The Good Food Community team works closely with a few smallholder farmer groups, meeting up with them several times a year when they could. They would create a supply plan together that agrees on prices and minimum purchases throughout the year, ensuring a fair and stable income for the farmers. The team is also on hand to help the farmers navigate urban market demands and handle administrative work such as registering with the government or writing proposals.

“There is a sort of vetting process in choosing which farmers we work with but it is also about building trust and our ability to grow together,” said Charlene.

The basic requirement to be a Good Food partner is that the farmers believe in the ecological premise and at the very least, not use toxic chemicals on their land besides taking care of the soil and emphasising crop diversity.

“We are all doing this for the environment, for a more sustainable food system.”

Farmer with watering can
The prepaid subscription service frees up the farmer from having to grow only what the market wants, and to concentrate on producing fresh and organic produce while tuning in to nature’s rhythms. © Good Food Community

In its ten years of existence, Good Food has gone through a series of experiments in order to find the best way to meet people where they are while honouring the farmers and remaining sustainable. Just when they were achieving a sort of balance, the pandemic hit. Their commercial clients were hard hit. Households currently make up the bulk of orders.

“It was week by week of fire-fighting, of trying to find a way,” said Charlene.

It also disrupted their supply chain. The farmers used to send their produce to Manila on passenger buses. When restrictions were imposed and buses were not running, the Good Food team had to scramble to find vehicles and get permits to access their network of farmers and transport the vegetables. It took months to sort out their transportation issues and to rework their operations but Good Food stayed on track to continue to support their farmers and supply fresh vegetables to their customers.

The farmers shared that during the pandemic, their fields were open to anyone who was hungry and needed food. When they heard that Good Food was sending produce to communities in need, they chipped in with excess produce as donations.

“It is about growing a community. It is really what we hope for,” said Charlene.

Fresh vegetables and a basket
Good Food Community facilitates the weekly delivery of fresh and in-season produce direct from the farmers. © Good Food Community

Before the pandemic, the team would organise a plant-based local community market called Good Food Sundays, as well as events such as familiarisation farm trips, community kitchens and talks highlighting the importance of food sovereignty. All these in-person events have been put on hold.

“We have to wake people up to the politics behind the food and that’s sort of become more important in the work now. We can’t afford to hide behind the happy sustainable solutions,” said Charlene.
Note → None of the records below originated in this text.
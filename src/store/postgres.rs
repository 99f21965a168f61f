use async_trait::async_trait;
use sqlx::PgPool;
use uuid::Uuid;

use super::{AppointmentStore, StoreError, UserStore};
use crate::models::{Appointment, User};

const USER_COLUMNS: &str = "id, email, password_hash, name, role, created_at";

const APPOINTMENT_COLUMNS: &str = "id, title, description, start_time, end_time, status, \
     client_name, client_email, location, notes, created_at, updated_at";

/// Postgres-backed store sharing one connection pool.
#[derive(Debug, Clone)]
pub struct PgStore {
    db: PgPool,
}

impl PgStore {
    pub fn new(db: PgPool) -> Self {
        Self { db }
    }
}

fn map_insert_error(err: sqlx::Error) -> StoreError {
    match &err {
        sqlx::Error::Database(db_err) if db_err.is_unique_violation() => StoreError::AlreadyExists,
        _ => StoreError::Database(err),
    }
}

#[async_trait]
impl UserStore for PgStore {
    async fn insert_user(&self, user: &User) -> Result<(), StoreError> {
        sqlx::query(
            "INSERT INTO users (id, email, password_hash, name, role, created_at)
             VALUES ($1, $2, $3, $4, $5, $6)",
        )
        .bind(user.id)
        .bind(&user.email)
        .bind(&user.password_hash)
        .bind(&user.name)
        .bind(&user.role)
        .bind(user.created_at)
        .execute(&self.db)
        .await
        .map_err(map_insert_error)?;

        Ok(())
    }

    async fn find_user_by_email(&self, email: &str) -> Result<Option<User>, StoreError> {
        let user = sqlx::query_as::<_, User>(&format!(
            "SELECT {USER_COLUMNS} FROM users WHERE email = $1"
        ))
        .bind(email)
        .fetch_optional(&self.db)
        .await?;

        Ok(user)
    }

    async fn find_user_by_id(&self, id: Uuid) -> Result<Option<User>, StoreError> {
        let user = sqlx::query_as::<_, User>(&format!(
            "SELECT {USER_COLUMNS} FROM users WHERE id = $1"
        ))
        .bind(id)
        .fetch_optional(&self.db)
        .await?;

        Ok(user)
    }
}

#[async_trait]
impl AppointmentStore for PgStore {
    async fn list_appointments(&self) -> Result<Vec<Appointment>, StoreError> {
        let appointments = sqlx::query_as::<_, Appointment>(&format!(
            "SELECT {APPOINTMENT_COLUMNS} FROM appointments ORDER BY start_time ASC, created_at ASC"
        ))
        .fetch_all(&self.db)
        .await?;

        Ok(appointments)
    }

    async fn find_appointment(&self, id: Uuid) -> Result<Option<Appointment>, StoreError> {
        let appointment = sqlx::query_as::<_, Appointment>(&format!(
            "SELECT {APPOINTMENT_COLUMNS} FROM appointments WHERE id = $1"
        ))
        .bind(id)
        .fetch_optional(&self.db)
        .await?;

        Ok(appointment)
    }

    async fn insert_appointment(&self, appointment: &Appointment) -> Result<(), StoreError> {
        sqlx::query(
            "INSERT INTO appointments (
                id, title, description, start_time, end_time, status,
                client_name, client_email, location, notes, created_at, updated_at
             )
             VALUES ($1, $2, $3, $4, $5, $6, $7, $8, $9, $10, $11, $12)",
        )
        .bind(appointment.id)
        .bind(&appointment.title)
        .bind(&appointment.description)
        .bind(appointment.start_time)
        .bind(appointment.end_time)
        .bind(appointment.status)
        .bind(&appointment.client_name)
        .bind(&appointment.client_email)
        .bind(&appointment.location)
        .bind(&appointment.notes)
        .bind(appointment.created_at)
        .bind(appointment.updated_at)
        .execute(&self.db)
        .await
        .map_err(map_insert_error)?;

        Ok(())
    }

    async fn update_appointment(&self, appointment: &Appointment) -> Result<bool, StoreError> {
        let result = sqlx::query(
            "UPDATE appointments
             SET title = $2,
                 description = $3,
                 start_time = $4,
                 end_time = $5,
                 status = $6,
                 client_name = $7,
                 client_email = $8,
                 location = $9,
                 notes = $10,
                 updated_at = $11
             WHERE id = $1",
        )
        .bind(appointment.id)
        .bind(&appointment.title)
        .bind(&appointment.description)
        .bind(appointment.start_time)
        .bind(appointment.end_time)
        .bind(appointment.status)
        .bind(&appointment.client_name)
        .bind(&appointment.client_email)
        .bind(&appointment.location)
        .bind(&appointment.notes)
        .bind(appointment.updated_at)
        .execute(&self.db)
        .await?;

        Ok(result.rows_affected() > 0)
    }

    async fn delete_appointment(&self, id: Uuid) -> Result<bool, StoreError> {
        let result = sqlx::query("DELETE FROM appointments WHERE id = $1")
            .bind(id)
            .execute(&self.db)
            .await?;

        Ok(result.rows_affected() > 0)
    }
}
use axum::{
    extract::{Request, State},
    http::{header::AUTHORIZATION, HeaderValue},
    middleware::Next,
    response::Response,
};
use tower_http::cors::{Any, CorsLayer};

use crate::auth::{extract_bearer_token, AuthError, AuthService, UserSession};

/// Session resolution middleware.
///
/// Never rejects a request: a missing or unusable `Authorization` header just
/// leaves the request anonymous. When the bearer token resolves to a user the
/// [`UserSession`] is added to the request extensions.
pub async fn session_middleware(
    State(auth_service): State<AuthService>,
    mut request: Request,
    next: Next,
) -> Response {
    let header = request.headers().get(AUTHORIZATION).cloned();
    if let Some(header) = header {
        match resolve_header(&auth_service, &header).await {
            Ok(Some(session)) => {
                tracing::debug!(
                    user_id = %session.user.id,
                    expires_at = %session.expires_at,
                    "request authenticated"
                );
                request.extensions_mut().insert(session);
            }
            Ok(None) => tracing::debug!("token subject no longer exists"),
            Err(err) => tracing::debug!(error = %err, "ignoring unusable authorization header"),
        }
    }

    next.run(request).await
}

async fn resolve_header(
    auth_service: &AuthService,
    header: &HeaderValue,
) -> Result<Option<UserSession>, AuthError> {
    let auth_header = header
        .to_str()
        .map_err(|_| AuthError::InvalidAuthHeaderFormat)?;
    let token = extract_bearer_token(auth_header)?;
    auth_service.resolve_session(token).await
}

/// CORS configuration for browser GraphQL clients
pub fn cors_layer() -> CorsLayer {
    CorsLayer::new()
        .allow_origin(Any)
        .allow_methods(Any)
        .allow_headers(Any)
}

/// Security headers middleware
pub fn security_headers_layer() -> tower_http::set_header::SetResponseHeaderLayer<HeaderValue> {
    tower_http::set_header::SetResponseHeaderLayer::overriding(
        axum::http::header::X_CONTENT_TYPE_OPTIONS,
        HeaderValue::from_static("nosniff"),
    )
}
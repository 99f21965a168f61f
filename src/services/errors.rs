use async_graphql::ErrorExtensions;
use thiserror::Error;

use crate::models::AppointmentValidationError;
use crate::store::StoreError;

#[derive(Error, Debug)]
pub enum AppointmentError {
    #[error("Appointment not found")]
    NotFound,
    #[error("Invalid {0} format")]
    InvalidDate(&'static str),
    #[error("End time must be after start time")]
    InvalidRange,
    #[error("Validation error: {0}")]
    Validation(String),
    #[error("Failed to save appointment to database: {0}")]
    Persistence(String),
    #[error("Store error: {0}")]
    Store(#[from] StoreError),
}

impl From<AppointmentValidationError> for AppointmentError {
    fn from(err: AppointmentValidationError) -> Self {
        match err {
            AppointmentValidationError::InvalidRange => AppointmentError::InvalidRange,
            other => AppointmentError::Validation(other.to_string()),
        }
    }
}

impl AppointmentError {
    /// Machine-readable code carried in the GraphQL error extensions.
    pub fn code(&self) -> &'static str {
        match self {
            AppointmentError::NotFound => "NOT_FOUND",
            AppointmentError::InvalidDate(_) => "INVALID_DATE",
            AppointmentError::InvalidRange => "INVALID_RANGE",
            AppointmentError::Validation(_) => "VALIDATION_ERROR",
            AppointmentError::Persistence(_) => "PERSISTENCE_ERROR",
            AppointmentError::Store(_) => "INTERNAL_ERROR",
        }
    }
}

impl ErrorExtensions for AppointmentError {
    fn extend(&self) -> async_graphql::Error {
        let message = match self {
            AppointmentError::Store(err) => {
                tracing::error!(error = %err, "appointment store failure");
                "Internal server error".to_string()
            }
            AppointmentError::Persistence(detail) => {
                tracing::error!(detail = %detail, "appointment write not durable");
                "Failed to save appointment to database".to_string()
            }
            _ => self.to_string(),
        };

        let code = self.code();
        async_graphql::Error::new(message).extend_with(|_, extensions| extensions.set("code", code))
    }
}
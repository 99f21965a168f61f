use std::sync::Arc;

use chrono::{DateTime, Utc};
use uuid::Uuid;

use crate::models::{
    self, normalize_appointment, parse_timestamp, validate_appointment, validate_time_range,
    Appointment, AppointmentDto, CreateAppointment, UpdateAppointment,
};
use crate::services::AppointmentError;
use crate::store::AppointmentStore;

/// Validates and persists appointments.
///
/// Every write goes through the same sequence: build the candidate record,
/// normalize it, validate it, then issue exactly one store write. A rejected
/// operation never writes.
#[derive(Clone)]
pub struct AppointmentService {
    store: Arc<dyn AppointmentStore>,
}

/// Parse an API identifier. Anything that is not a UUID cannot name a record.
pub fn parse_appointment_id(id: &str) -> Result<Uuid, AppointmentError> {
    Uuid::parse_str(id.trim()).map_err(|_| AppointmentError::NotFound)
}

fn parse_field(raw: &str, field: &'static str) -> Result<DateTime<Utc>, AppointmentError> {
    parse_timestamp(raw).ok_or(AppointmentError::InvalidDate(field))
}

/// Overlay the supplied fields of a partial update on the stored record.
fn apply_update(
    mut record: Appointment,
    patch: UpdateAppointment,
    start_time: Option<DateTime<Utc>>,
    end_time: Option<DateTime<Utc>>,
) -> Appointment {
    if let Some(title) = patch.title {
        record.title = title;
    }
    if let Some(description) = patch.description {
        record.description = description;
    }
    if let Some(start_time) = start_time {
        record.start_time = start_time;
    }
    if let Some(end_time) = end_time {
        record.end_time = end_time;
    }
    if let Some(status) = patch.status {
        record.status = status;
    }
    if let Some(client_name) = patch.client_name {
        record.client_name = client_name;
    }
    if let Some(client_email) = patch.client_email {
        record.client_email = client_email;
    }
    if let Some(location) = patch.location {
        record.location = location;
    }
    if let Some(notes) = patch.notes {
        record.notes = notes;
    }

    record.updated_at = models::now().max(record.updated_at);
    record
}

impl AppointmentService {
    pub fn new(store: Arc<dyn AppointmentStore>) -> Self {
        Self { store }
    }

    /// All appointments, earliest start first.
    pub async fn list_appointments(&self) -> Result<Vec<AppointmentDto>, AppointmentError> {
        let appointments = self.store.list_appointments().await?;
        Ok(appointments.iter().map(AppointmentDto::from).collect())
    }

    pub async fn get_appointment(&self, id: Uuid) -> Result<AppointmentDto, AppointmentError> {
        self.store
            .find_appointment(id)
            .await?
            .map(AppointmentDto::from)
            .ok_or(AppointmentError::NotFound)
    }

    #[tracing::instrument(skip(self, input), fields(title = %input.title))]
    pub async fn create_appointment(
        &self,
        input: CreateAppointment,
    ) -> Result<AppointmentDto, AppointmentError> {
        let start_time = parse_field(&input.start_time, "startTime")?;
        let end_time = parse_field(&input.end_time, "endTime")?;
        validate_time_range(&start_time, &end_time)?;

        let now = models::now();
        let mut appointment = Appointment {
            id: Uuid::new_v4(),
            title: input.title,
            description: input.description.unwrap_or_default(),
            start_time,
            end_time,
            status: input.status.unwrap_or_default(),
            client_name: input.client_name,
            client_email: input.client_email,
            location: input.location.unwrap_or_default(),
            notes: input.notes.unwrap_or_default(),
            created_at: now,
            updated_at: now,
        };
        normalize_appointment(&mut appointment);
        validate_appointment(&appointment)?;

        self.store.insert_appointment(&appointment).await?;

        // Read back before reporting success
        let saved = self
            .store
            .find_appointment(appointment.id)
            .await?
            .ok_or_else(|| {
                AppointmentError::Persistence(format!(
                    "appointment {} missing after insert",
                    appointment.id
                ))
            })?;

        tracing::info!(appointment_id = %saved.id, "created appointment");
        Ok(AppointmentDto::from(&saved))
    }

    #[tracing::instrument(skip(self, input))]
    pub async fn update_appointment(
        &self,
        id: Uuid,
        input: UpdateAppointment,
    ) -> Result<AppointmentDto, AppointmentError> {
        let existing = self
            .store
            .find_appointment(id)
            .await?
            .ok_or(AppointmentError::NotFound)?;

        let start_time = input
            .start_time
            .as_deref()
            .map(|raw| parse_field(raw, "startTime"))
            .transpose()?;
        let end_time = input
            .end_time
            .as_deref()
            .map(|raw| parse_field(raw, "endTime"))
            .transpose()?;

        // A bound that is not being changed keeps its stored value
        validate_time_range(
            &start_time.unwrap_or(existing.start_time),
            &end_time.unwrap_or(existing.end_time),
        )?;

        let mut updated = apply_update(existing, input, start_time, end_time);
        normalize_appointment(&mut updated);
        validate_appointment(&updated)?;

        if !self.store.update_appointment(&updated).await? {
            tracing::warn!("appointment deleted while being updated");
            return Err(AppointmentError::NotFound);
        }

        tracing::info!(status = updated.status.as_str(), "updated appointment");
        Ok(AppointmentDto::from(&updated))
    }

    #[tracing::instrument(skip(self))]
    pub async fn delete_appointment(&self, id: Uuid) -> Result<(), AppointmentError> {
        if !self.store.delete_appointment(id).await? {
            return Err(AppointmentError::NotFound);
        }

        tracing::info!("deleted appointment");
        Ok(())
    }
}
When asked what she found wrong with the current system, she chuckled.

“Big question,” she said before pointing out the limits of the planet’s natural resources and how the industrial nature of production is a major generator of greenhouse gases.

“Beyond health and social justice, it is also about renewing our resources, promoting ecological ways of farming and bringing nutrients back into the soil. It’s a regenerative mode of farming that we want to support. We can’t afford to be wasting or polluting,” she says.

“Socially, there’s the fact that people are still left hungry with the concentration of resources and power in the hands of a few, especially in our seeds. We need to find new and decentralised ways so that everyone can eat.”